* **Exercise data**

use utoipa::openapi::security::{ApiKey, ApiKeyValue, SecurityScheme};
use utoipa::{Modify, OpenApi};

use crate::modules::assignments::model::AlertsResponse;
use crate::modules::auth::model::{HealthResponse, LoginInfo, SessionInfo};
use crate::modules::overview::model::Overview;
use prism_auth::{SessionAction, SessionState};
use prism_core::{ErrorResponse, PageParams};
use prism_models::{
    AlertParams, AnalysisRun, Assignment, AssignmentPlot, ConfirmedCheater, Course,
    CourseCatalog, CoursePlot, CurrentUser, FlaggedStudent, GoogleVerifyRequest, LoginUser,
    Semester, SimilarityPair, Student, Submission,
};

#[derive(OpenApi)]
#[openapi(
    paths(
        crate::modules::auth::controller::health,
        crate::modules::auth::controller::login_page,
        crate::modules::auth::controller::login,
        crate::modules::auth::controller::refresh,
        crate::modules::auth::controller::logout,
        crate::modules::overview::controller::overview,
        crate::modules::overview::controller::me,
        crate::modules::semesters::controller::list_semesters,
        crate::modules::semesters::controller::list_courses,
        crate::modules::courses::controller::list_assignments,
        crate::modules::courses::controller::list_students,
        crate::modules::courses::controller::run_analysis,
        crate::modules::assignments::controller::list_submissions,
        crate::modules::assignments::controller::list_similarity_pairs,
        crate::modules::assignments::controller::list_alerts,
        crate::modules::plots::controller::assignment_plot,
        crate::modules::plots::controller::course_plot,
        crate::modules::cheating::controller::list_flagged_students,
        crate::modules::cheating::controller::list_confirmed_cheaters,
    ),
    components(
        schemas(
            ErrorResponse,
            HealthResponse,
            LoginInfo,
            SessionInfo,
            SessionState,
            SessionAction,
            GoogleVerifyRequest,
            LoginUser,
            CurrentUser,
            Overview,
            Semester,
            Course,
            CourseCatalog,
            Assignment,
            Student,
            Submission,
            SimilarityPair,
            AlertParams,
            AlertsResponse,
            FlaggedStudent,
            ConfirmedCheater,
            AnalysisRun,
            AssignmentPlot,
            CoursePlot,
            PageParams,
        )
    ),
    modifiers(&SecurityAddon),
    tags(
        (name = "Session", description = "Sign-in, token refresh and sign-out"),
        (name = "Dashboard", description = "Landing data for the signed-in instructor"),
        (name = "Courses", description = "Semesters, courses, assignments and students"),
        (name = "Assignments", description = "Submissions, similarity pairs and alerts"),
        (name = "Plots", description = "Pre-rendered analysis plots"),
        (name = "Analysis", description = "Comparison pipeline runs"),
        (name = "Cheating", description = "Flagged students and confirmed cheaters")
    ),
    info(
        title = "PRISM Dashboard",
        version = "0.1.0",
        description = "Session gateway and JSON dashboard over the PRISM academic-integrity review API.",
        license(
            name = "MIT"
        )
    )
)]
pub struct ApiDoc;

struct SecurityAddon;

impl Modify for SecurityAddon {
    fn modify(&self, openapi: &mut utoipa::openapi::OpenApi) {
        if let Some(components) = openapi.components.as_mut() {
            components.add_security_scheme(
                "session_cookie",
                SecurityScheme::ApiKey(ApiKey::Cookie(ApiKeyValue::new("access_token"))),
            )
        }
    }
}
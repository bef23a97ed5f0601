#![allow(dead_code)]

use axum::Router;
use axum::body::Body;
use axum::http::{Request, Response, header};
use http_body_util::BodyExt;
use jsonwebtoken::{EncodingKey, Header, encode};
use prism::router::init_router;
use prism::state::AppState;
use prism_client::BackendClient;
use prism_config::{BackendConfig, CorsConfig, DashboardConfig, RateLimitConfig, SessionConfig};
use serde_json::{Value, json};
use wiremock::MockServer;

pub const USER_ID: i64 = 7;
pub const PROFESSOR_ID: i64 = 3;

fn now() -> i64 {
    chrono::Utc::now().timestamp()
}

/// Mints a token the way the backend does; the dashboard never checks
/// the signature, so any key works.
pub fn mint_token(kind: &str, exp_offset_secs: i64) -> String {
    encode(
        &Header::default(),
        &json!({
            "token_type": kind,
            "exp": now() + exp_offset_secs,
            "iat": now(),
            "jti": uuid::Uuid::new_v4().to_string(),
            "user_id": USER_ID,
            "professor_id": PROFESSOR_ID,
        }),
        &EncodingKey::from_secret(b"backend-secret"),
    )
    .unwrap()
}

pub fn valid_access() -> String {
    mint_token("access", 300)
}

pub fn expired_access() -> String {
    mint_token("access", -60)
}

pub fn valid_refresh() -> String {
    mint_token("refresh", 86_400)
}

pub fn expired_refresh() -> String {
    mint_token("refresh", -60)
}

pub fn test_state(backend_url: &str, rate_limit_config: RateLimitConfig) -> AppState {
    AppState {
        backend: BackendClient::new(&BackendConfig::new(backend_url, 5)).unwrap(),
        session_config: SessionConfig::default(),
        dashboard_config: DashboardConfig {
            google_client_id: Some("client-id.apps.googleusercontent.com".to_string()),
            ..DashboardConfig::default()
        },
        cors_config: CorsConfig::default(),
        rate_limit_config,
    }
}

/// Dashboard router pointed at a fresh mock backend, rate limiting off.
pub async fn setup_test_app() -> (Router, MockServer) {
    let backend = MockServer::start().await;
    let app = init_router(test_state(&backend.uri(), RateLimitConfig::disabled()));
    (app, backend)
}

pub fn cookie_header(access: Option<&str>, refresh: Option<&str>) -> String {
    let mut parts = Vec::new();
    if let Some(access) = access {
        parts.push(format!("access_token={access}"));
    }
    if let Some(refresh) = refresh {
        parts.push(format!("refresh_token={refresh}"));
    }
    parts.join("; ")
}

pub fn get(uri: &str, access: Option<&str>, refresh: Option<&str>) -> Request<Body> {
    let mut builder = Request::builder().method("GET").uri(uri);
    if access.is_some() || refresh.is_some() {
        builder = builder.header(header::COOKIE, cookie_header(access, refresh));
    }
    builder.body(Body::empty()).unwrap()
}

pub fn post_json(uri: &str, body: &Value, cookies: Option<String>) -> Request<Body> {
    let mut builder = Request::builder()
        .method("POST")
        .uri(uri)
        .header(header::CONTENT_TYPE, "application/json");
    if let Some(cookies) = cookies {
        builder = builder.header(header::COOKIE, cookies);
    }
    builder
        .body(Body::from(serde_json::to_vec(body).unwrap()))
        .unwrap()
}

pub async fn body_bytes(response: Response<Body>) -> Vec<u8> {
    response.into_body().collect().await.unwrap().to_bytes().to_vec()
}

pub async fn read_json(response: Response<Body>) -> Value {
    serde_json::from_slice(&body_bytes(response).await).unwrap()
}

pub fn location(response: &Response<Body>) -> &str {
    response
        .headers()
        .get(header::LOCATION)
        .and_then(|v| v.to_str().ok())
        .unwrap_or_default()
}

/// All `Set-Cookie` headers of a response.
pub fn set_cookies(response: &Response<Body>) -> Vec<String> {
    response
        .headers()
        .get_all(header::SET_COOKIE)
        .iter()
        .filter_map(|v| v.to_str().ok().map(str::to_string))
        .collect()
}

pub fn set_cookie_value(response: &Response<Body>, name: &str) -> Option<String> {
    set_cookies(response).into_iter().find_map(|cookie| {
        let (pair, _) = cookie.split_once(';').unwrap_or((cookie.as_str(), ""));
        let (key, value) = pair.split_once('=')?;
        (key.trim() == name).then(|| value.to_string())
    })
}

* **Goal of the exercise**
Type out the listing again with nothing changed.

* **Response below**
use utoipa::openapi::security::{ApiKey, ApiKeyValue, SecurityScheme};
use utoipa::{Modify, OpenApi};

use crate::modules::assignments::model::AlertsResponse;
use crate::modules::auth::model::{HealthResponse, LoginInfo, SessionInfo};
use crate::modules::overview::model::Overview;
use prism_auth::{SessionAction, SessionState};
use prism_core::{ErrorResponse, PageParams};
use prism_models::{
    AlertParams, AnalysisRun, Assignment, AssignmentPlot, ConfirmedCheater, Course,
    CourseCatalog, CoursePlot, CurrentUser, FlaggedStudent, GoogleVerifyRequest, LoginUser,
    Semester, SimilarityPair, Student, Submission,
};

#[derive(OpenApi)]
#[openapi(
    paths(
        crate::modules::auth::controller::health,
        crate::modules::auth::controller::login_page,
        crate::modules::auth::controller::login,
        crate::modules::auth::controller::refresh,
        crate::modules::auth::controller::logout,
        crate::modules::overview::controller::overview,
        crate::modules::overview::controller::me,
        crate::modules::semesters::controller::list_semesters,
        crate::modules::semesters::controller::list_courses,
        crate::modules::courses::controller::list_assignments,
        crate::modules::courses::controller::list_students,
        crate::modules::courses::controller::run_analysis,
        crate::modules::assignments::controller::list_submissions,
        crate::modules::assignments::controller::list_similarity_pairs,
        crate::modules::assignments::controller::list_alerts,
        crate::modules::plots::controller::assignment_plot,
        crate::modules::plots::controller::course_plot,
        crate::modules::cheating::controller::list_flagged_students,
        crate::modules::cheating::controller::list_confirmed_cheaters,
    ),
    components(
        schemas(
            ErrorResponse,
            HealthResponse,
            LoginInfo,
            SessionInfo,
            SessionState,
            SessionAction,
            GoogleVerifyRequest,
            LoginUser,
            CurrentUser,
            Overview,
            Semester,
            Course,
            CourseCatalog,
            Assignment,
            Student,
            Submission,
            SimilarityPair,
            AlertParams,
            AlertsResponse,
            FlaggedStudent,
            ConfirmedCheater,
            AnalysisRun,
            AssignmentPlot,
            CoursePlot,
            PageParams,
        )
    ),
    modifiers(&SecurityAddon),
    tags(
        (name = "Session", description = "Sign-in, token refresh and sign-out"),
        (name = "Dashboard", description = "Landing data for the signed-in instructor"),
        (name = "Courses", description = "Semesters, courses, assignments and students"),
        (name = "Assignments", description = "Submissions, similarity pairs and alerts"),
        (name = "Plots", description = "Pre-rendered analysis plots"),
        (name = "Analysis", description = "Comparison pipeline runs"),
        (name = "Cheating", description = "Flagged students and confirmed cheaters")
    ),
    info(
        title = "PRISM Dashboard",
        version = "0.1.0",
        description = "Session gateway and JSON dashboard over the PRISM academic-integrity review API.",
        license(
            name = "MIT"
        )
    )
)]
pub struct ApiDoc;

struct SecurityAddon;

impl Modify for SecurityAddon {
    fn modify(&self, openapi: &mut utoipa::openapi::OpenApi) {
        if let Some(components) = openapi.components.as_mut() {
            components.add_security_scheme(
                "session_cookie",
                SecurityScheme::ApiKey(ApiKey::Cookie(ApiKeyValue::new("access_token"))),
            )
        }
    }
}
repository bef23a97ed5f0601
#![allow(dead_code)]

use axum::Router;
use axum::body::Body;
use axum::http::{Request, Response, header};
use http_body_util::BodyExt;
use jsonwebtoken::{EncodingKey, Header, encode};
use prism::router::init_router;
use prism::state::AppState;
use prism_client::BackendClient;
use prism_config::{BackendConfig, CorsConfig, DashboardConfig, RateLimitConfig, SessionConfig};
use serde_json::{Value, json};
use wiremock::MockServer;

pub const USER_ID: i64 = 7;
pub const PROFESSOR_ID: i64 = 3;

fn now() -> i64 {
    chrono::Utc::now().timestamp()
}

/// Mints a token the way the backend does; the dashboard never checks
/// the signature, so any key works.
pub fn mint_token(kind: &str, exp_offset_secs: i64) -> String {
    encode(
        &Header::default(),
        &json!({
            "token_type": kind,
            "exp": now() + exp_offset_secs,
            "iat": now(),
            "jti": uuid::Uuid::new_v4().to_string(),
            "user_id": USER_ID,
            "professor_id": PROFESSOR_ID,
        }),
        &EncodingKey::from_secret(b"backend-secret"),
    )
    .unwrap()
}

pub fn valid_access() -> String {
    mint_token("access", 300)
}

pub fn expired_access() -> String {
    mint_token("access", -60)
}

pub fn valid_refresh() -> String {
    mint_token("refresh", 86_400)
}

pub fn expired_refresh() -> String {
    mint_token("refresh", -60)
}

pub fn test_state(backend_url: &str, rate_limit_config: RateLimitConfig) -> AppState {
    AppState {
        backend: BackendClient::new(&BackendConfig::new(backend_url, 5)).unwrap(),
        session_config: SessionConfig::default(),
        dashboard_config: DashboardConfig {
            google_client_id: Some("client-id.apps.googleusercontent.com".to_string()),
            ..DashboardConfig::default()
        },
        cors_config: CorsConfig::default(),
        rate_limit_config,
    }
}

/// Dashboard router pointed at a fresh mock backend, rate limiting off.
pub async fn setup_test_app() -> (Router, MockServer) {
    let backend = MockServer::start().await;
    let app = init_router(test_state(&backend.uri(), RateLimitConfig::disabled()));
    (app, backend)
}

pub fn cookie_header(access: Option<&str>, refresh: Option<&str>) -> String {
    let mut parts = Vec::new();
    if let Some(access) = access {
        parts.push(format!("access_token={access}"));
    }
    if let Some(refresh) = refresh {
        parts.push(format!("refresh_token={refresh}"));
    }
    parts.join("; ")
}

pub fn get(uri: &str, access: Option<&str>, refresh: Option<&str>) -> Request<Body> {
    let mut builder = Request::builder().method("GET").uri(uri);
    if access.is_some() || refresh.is_some() {
        builder = builder.header(header::COOKIE, cookie_header(access, refresh));
    }
    builder.body(Body::empty()).unwrap()
}

pub fn post_json(uri: &str, body: &Value, cookies: Option<String>) -> Request<Body> {
    let mut builder = Request::builder()
        .method("POST")
        .uri(uri)
        .header(header::CONTENT_TYPE, "application/json");
    if let Some(cookies) = cookies {
        builder = builder.header(header::COOKIE, cookies);
    }
    builder
        .body(Body::from(serde_json::to_vec(body).unwrap()))
        .unwrap()
}

pub async fn body_bytes(response: Response<Body>) -> Vec<u8> {
    response.into_body().collect().await.unwrap().to_bytes().to_vec()
}

pub async fn read_json(response: Response<Body>) -> Value {
    serde_json::from_slice(&body_bytes(response).await).unwrap()
}

pub fn location(response: &Response<Body>) -> &str {
    response
        .headers()
        .get(header::LOCATION)
        .and_then(|v| v.to_str().ok())
        .unwrap_or_default()
}

/// All `Set-Cookie` headers of a response.
pub fn set_cookies(response: &Response<Body>) -> Vec<String> {
    response
        .headers()
        .get_all(header::SET_COOKIE)
        .iter()
        .filter_map(|v| v.to_str().ok().map(str::to_string))
        .collect()
}

pub fn set_cookie_value(response: &Response<Body>, name: &str) -> Option<String> {
    set_cookies(response).into_iter().find_map(|cookie| {
        let (pair, _) = cookie.split_once(';').unwrap_or((cookie.as_str(), ""));
        let (key, value) = pair.split_once('=')?;
        (key.trim() == name).then(|| value.to_string())
    })
}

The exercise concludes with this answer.